Each entry must be reproduced precisely as it stands.

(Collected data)
>>>

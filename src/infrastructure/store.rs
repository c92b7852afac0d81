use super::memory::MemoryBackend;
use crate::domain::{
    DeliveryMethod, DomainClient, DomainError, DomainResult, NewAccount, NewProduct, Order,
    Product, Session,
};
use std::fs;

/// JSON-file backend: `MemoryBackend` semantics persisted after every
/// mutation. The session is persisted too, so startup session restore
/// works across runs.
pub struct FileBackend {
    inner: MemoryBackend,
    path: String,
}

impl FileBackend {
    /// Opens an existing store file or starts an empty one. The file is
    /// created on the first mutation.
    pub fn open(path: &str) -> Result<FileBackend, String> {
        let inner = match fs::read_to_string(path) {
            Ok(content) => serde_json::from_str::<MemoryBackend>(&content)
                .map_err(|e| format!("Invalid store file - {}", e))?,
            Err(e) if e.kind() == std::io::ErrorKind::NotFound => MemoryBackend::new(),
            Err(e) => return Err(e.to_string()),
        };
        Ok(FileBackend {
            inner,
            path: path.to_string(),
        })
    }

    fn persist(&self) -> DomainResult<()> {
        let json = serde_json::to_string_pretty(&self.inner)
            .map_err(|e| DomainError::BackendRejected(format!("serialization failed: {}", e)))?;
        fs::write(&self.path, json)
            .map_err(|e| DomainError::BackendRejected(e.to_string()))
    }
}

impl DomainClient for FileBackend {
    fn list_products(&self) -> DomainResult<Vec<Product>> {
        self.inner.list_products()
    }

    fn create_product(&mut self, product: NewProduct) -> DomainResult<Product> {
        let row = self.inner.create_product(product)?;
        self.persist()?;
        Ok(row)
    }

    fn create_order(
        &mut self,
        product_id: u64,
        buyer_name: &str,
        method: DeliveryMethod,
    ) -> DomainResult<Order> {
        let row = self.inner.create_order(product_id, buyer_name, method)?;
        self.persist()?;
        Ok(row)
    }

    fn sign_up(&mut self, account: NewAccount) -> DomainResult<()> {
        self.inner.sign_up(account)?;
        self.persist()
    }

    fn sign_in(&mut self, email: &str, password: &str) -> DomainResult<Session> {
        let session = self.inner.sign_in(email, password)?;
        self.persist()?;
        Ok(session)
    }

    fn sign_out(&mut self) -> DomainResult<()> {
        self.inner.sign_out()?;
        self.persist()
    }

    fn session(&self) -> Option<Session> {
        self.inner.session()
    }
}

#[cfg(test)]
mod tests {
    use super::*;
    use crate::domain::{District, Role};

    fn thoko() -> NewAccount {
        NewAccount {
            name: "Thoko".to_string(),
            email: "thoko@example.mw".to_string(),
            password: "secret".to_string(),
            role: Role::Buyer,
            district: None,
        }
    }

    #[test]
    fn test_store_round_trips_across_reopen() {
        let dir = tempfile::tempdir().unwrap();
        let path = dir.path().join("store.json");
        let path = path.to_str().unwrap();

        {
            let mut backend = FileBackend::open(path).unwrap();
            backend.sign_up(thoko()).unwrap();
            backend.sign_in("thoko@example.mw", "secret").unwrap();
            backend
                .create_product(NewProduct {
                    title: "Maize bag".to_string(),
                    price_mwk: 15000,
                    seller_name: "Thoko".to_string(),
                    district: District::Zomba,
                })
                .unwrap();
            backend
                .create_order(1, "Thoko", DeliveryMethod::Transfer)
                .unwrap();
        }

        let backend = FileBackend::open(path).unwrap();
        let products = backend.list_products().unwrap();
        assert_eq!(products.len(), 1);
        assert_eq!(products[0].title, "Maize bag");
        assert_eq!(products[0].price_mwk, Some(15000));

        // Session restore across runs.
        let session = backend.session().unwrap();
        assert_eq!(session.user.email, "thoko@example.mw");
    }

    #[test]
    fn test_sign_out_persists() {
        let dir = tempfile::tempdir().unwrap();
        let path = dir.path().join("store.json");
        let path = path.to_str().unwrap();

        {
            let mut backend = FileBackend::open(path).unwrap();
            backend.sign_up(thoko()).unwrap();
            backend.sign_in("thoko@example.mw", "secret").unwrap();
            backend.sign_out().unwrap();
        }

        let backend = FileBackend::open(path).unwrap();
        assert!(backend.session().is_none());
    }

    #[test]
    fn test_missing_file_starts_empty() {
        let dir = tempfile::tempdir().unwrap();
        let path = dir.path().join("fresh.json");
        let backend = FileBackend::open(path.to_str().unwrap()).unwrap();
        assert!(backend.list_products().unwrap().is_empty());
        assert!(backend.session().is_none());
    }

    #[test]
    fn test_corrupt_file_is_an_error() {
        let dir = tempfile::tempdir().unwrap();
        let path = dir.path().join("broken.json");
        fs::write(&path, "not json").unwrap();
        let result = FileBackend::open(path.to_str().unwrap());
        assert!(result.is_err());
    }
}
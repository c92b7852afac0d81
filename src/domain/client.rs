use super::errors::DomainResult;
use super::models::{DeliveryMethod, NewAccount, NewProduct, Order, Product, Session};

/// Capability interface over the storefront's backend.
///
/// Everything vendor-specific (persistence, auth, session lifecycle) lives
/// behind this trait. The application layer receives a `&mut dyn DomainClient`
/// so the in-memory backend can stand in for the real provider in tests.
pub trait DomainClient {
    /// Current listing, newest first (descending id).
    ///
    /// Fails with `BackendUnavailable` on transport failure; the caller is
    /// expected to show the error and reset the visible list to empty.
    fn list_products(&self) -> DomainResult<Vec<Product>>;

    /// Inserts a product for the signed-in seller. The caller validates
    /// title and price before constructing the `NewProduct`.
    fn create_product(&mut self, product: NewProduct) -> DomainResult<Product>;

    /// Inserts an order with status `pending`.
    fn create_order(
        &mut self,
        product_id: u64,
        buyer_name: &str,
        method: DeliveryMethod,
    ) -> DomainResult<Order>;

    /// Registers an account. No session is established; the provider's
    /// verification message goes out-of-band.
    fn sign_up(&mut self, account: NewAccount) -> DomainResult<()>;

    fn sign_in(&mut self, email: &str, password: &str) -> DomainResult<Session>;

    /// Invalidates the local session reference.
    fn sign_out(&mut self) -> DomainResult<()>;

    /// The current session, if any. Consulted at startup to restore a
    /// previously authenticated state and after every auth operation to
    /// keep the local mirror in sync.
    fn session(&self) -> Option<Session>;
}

<<<

Task result.
filename src/infrastructure/store.rs
repository c92b7852afac0d81
use super::memory::MemoryBackend;
use crate::domain::{
    DeliveryMethod, DomainClient, DomainError, DomainResult, NewAccount, NewProduct, Order,
    Product, Session,
};
use std::fs;

/// JSON-file backend: `MemoryBackend` semantics persisted after every
/// mutation. The session is persisted too, so startup session restore
/// works across runs.
pub struct FileBackend {
    inner: MemoryBackend,
    path: String,
}

impl FileBackend {
    /// Opens an existing store file or starts an empty one. The file is
    /// created on the first mutation.
    pub fn open(path: &str) -> Result<FileBackend, String> {
        let inner = match fs::read_to_string(path) {
            Ok(content) => serde_json::from_str::<MemoryBackend>(&content)
                .map_err(|e| format!("Invalid store file - {}", e))?,
            Err(e) if e.kind() == std::io::ErrorKind::NotFound => MemoryBackend::new(),
            Err(e) => return Err(e.to_string()),
        };
        Ok(FileBackend {
            inner,
            path: path.to_string(),
        })
    }

    fn persist(&self) -> DomainResult<()> {
        let json = serde_json::to_string_pretty(&self.inner)
            .map_err(|e| DomainError::BackendRejected(format!("serialization failed: {}", e)))?;
        fs::write(&self.path, json)
            .map_err(|e| DomainError::BackendRejected(e.to_string()))
    }
}

impl DomainClient for FileBackend {
    fn list_products(&self) -> DomainResult<Vec<Product>> {
        self.inner.list_products()
    }

    fn create_product(&mut self, product: NewProduct) -> DomainResult<Product> {
        let row = self.inner.create_product(product)?;
        self.persist()?;
        Ok(row)
    }

    fn create_order(
        &mut self,
        product_id: u64,
        buyer_name: &str,
        method: DeliveryMethod,
    ) -> DomainResult<Order> {
        let row = self.inner.create_order(product_id, buyer_name, method)?;
        self.persist()?;
        Ok(row)
    }

    fn sign_up(&mut self, account: NewAccount) -> DomainResult<()> {
        self.inner.sign_up(account)?;
        self.persist()
    }

    fn sign_in(&mut self, email: &str, password: &str) -> DomainResult<Session> {
        let session = self.inner.sign_in(email, password)?;
        self.persist()?;
        Ok(session)
    }

    fn sign_out(&mut self) -> DomainResult<()> {
        self.inner.sign_out()?;
        self.persist()
    }

    fn session(&self) -> Option<Session> {
        self.inner.session()
    }
}

#[cfg(test)]
mod tests {
    use super::*;
    use crate::domain::{District, Role};

    fn thoko() -> NewAccount {
        NewAccount {
            name: "Thoko".to_string(),
            email: "thoko@example.mw".to_string(),
            password: "secret".to_string(),
            role: Role::Buyer,
            district: None,
        }
    }

    #[test]
    fn test_store_round_trips_across_reopen() {
        let dir = tempfile::tempdir().unwrap();
        let path = dir.path().join("store.json");
        let path = path.to_str().unwrap();

        {
            let mut backend = FileBackend::open(path).unwrap();
            backend.sign_up(thoko()).unwrap();
            backend.sign_in("thoko@example.mw", "secret").unwrap();
            backend
                .create_product(NewProduct {
                    title: "Maize bag".to_string(),
                    price_mwk: 15000,
                    seller_name: "Thoko".to_string(),
                    district: District::Zomba,
                })
                .unwrap();
            backend
                .create_order(1, "Thoko", DeliveryMethod::Transfer)
                .unwrap();
        }

        let backend = FileBackend::open(path).unwrap();
        let products = backend.list_products().unwrap();
        assert_eq!(products.len(), 1);
        assert_eq!(products[0].title, "Maize bag");
        assert_eq!(products[0].price_mwk, Some(15000));

        // Session restore across runs.
        let session = backend.session().unwrap();
        assert_eq!(session.user.email, "thoko@example.mw");
    }

    #[test]
    fn test_sign_out_persists() {
        let dir = tempfile::tempdir().unwrap();
        let path = dir.path().join("store.json");
        let path = path.to_str().unwrap();

        {
            let mut backend = FileBackend::open(path).unwrap();
            backend.sign_up(thoko()).unwrap();
            backend.sign_in("thoko@example.mw", "secret").unwrap();
            backend.sign_out().unwrap();
        }

        let backend = FileBackend::open(path).unwrap();
        assert!(backend.session().is_none());
    }

    #[test]
    fn test_missing_file_starts_empty() {
        let dir = tempfile::tempdir().unwrap();
        let path = dir.path().join("fresh.json");
        let backend = FileBackend::open(path.to_str().unwrap()).unwrap();
        assert!(backend.list_products().unwrap().is_empty());
        assert!(backend.session().is_none());
    }

    #[test]
    fn test_corrupt_file_is_an_error() {
        let dir = tempfile::tempdir().unwrap();
        let path = dir.path().join("broken.json");
        fs::write(&path, "not json").unwrap();
        let result = FileBackend::open(path.to_str().unwrap());
        assert!(result.is_err());
    }
}
repository c92b7852afac0d81
filename src/domain/client.rs
use super::errors::DomainResult;
use super::models::{DeliveryMethod, NewAccount, NewProduct, Order, Product, Session};

/// Capability interface over the storefront's backend.
///
/// Everything vendor-specific (persistence, auth, session lifecycle) lives
/// behind this trait. The application layer receives a `&mut dyn DomainClient`
/// so the in-memory backend can stand in for the real provider in tests.
pub trait DomainClient {
    /// Current listing, newest first (descending id).
    ///
    /// Fails with `BackendUnavailable` on transport failure; the caller is
    /// expected to show the error and reset the visible list to empty.
    fn list_products(&self) -> DomainResult<Vec<Product>>;

    /// Inserts a product for the signed-in seller. The caller validates
    /// title and price before constructing the `NewProduct`.
    fn create_product(&mut self, product: NewProduct) -> DomainResult<Product>;

    /// Inserts an order with status `pending`.
    fn create_order(
        &mut self,
        product_id: u64,
        buyer_name: &str,
        method: DeliveryMethod,
    ) -> DomainResult<Order>;

    /// Registers an account. No session is established; the provider's
    /// verification message goes out-of-band.
    fn sign_up(&mut self, account: NewAccount) -> DomainResult<()>;

    fn sign_in(&mut self, email: &str, password: &str) -> DomainResult<Session>;

    /// Invalidates the local session reference.
    fn sign_out(&mut self) -> DomainResult<()>;

    /// The current session, if any. Consulted at startup to restore a
    /// previously authenticated state and after every auth operation to
    /// keep the local mirror in sync.
    fn session(&self) -> Option<Session>;
}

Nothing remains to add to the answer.